- TASK DETAILS -
Locate each line below that includes "error" and reproduce it.

───

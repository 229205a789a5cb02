//! Grammar tables: production symbols, their arity patterns and the
//! production index table agreed with the oracle.
//!
//! A table is built once, either from the built-in S-expression grammar
//! or from a TOML [`GrammarDefinition`], and is read-only afterwards. It is
//! `Send + Sync` and is passed to builders by reference.

pub mod arity;
pub mod definition;
pub mod error;
pub mod table;

pub use arity::ArityPattern;
pub use definition::{GrammarDefinition, ProductionDefinition, TerminalDefinition};
pub use error::GrammarError;
pub use table::{GrammarTable, Production};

───

- YOUR SOLUTION -
pub mod error;
pub use error::GrammarError;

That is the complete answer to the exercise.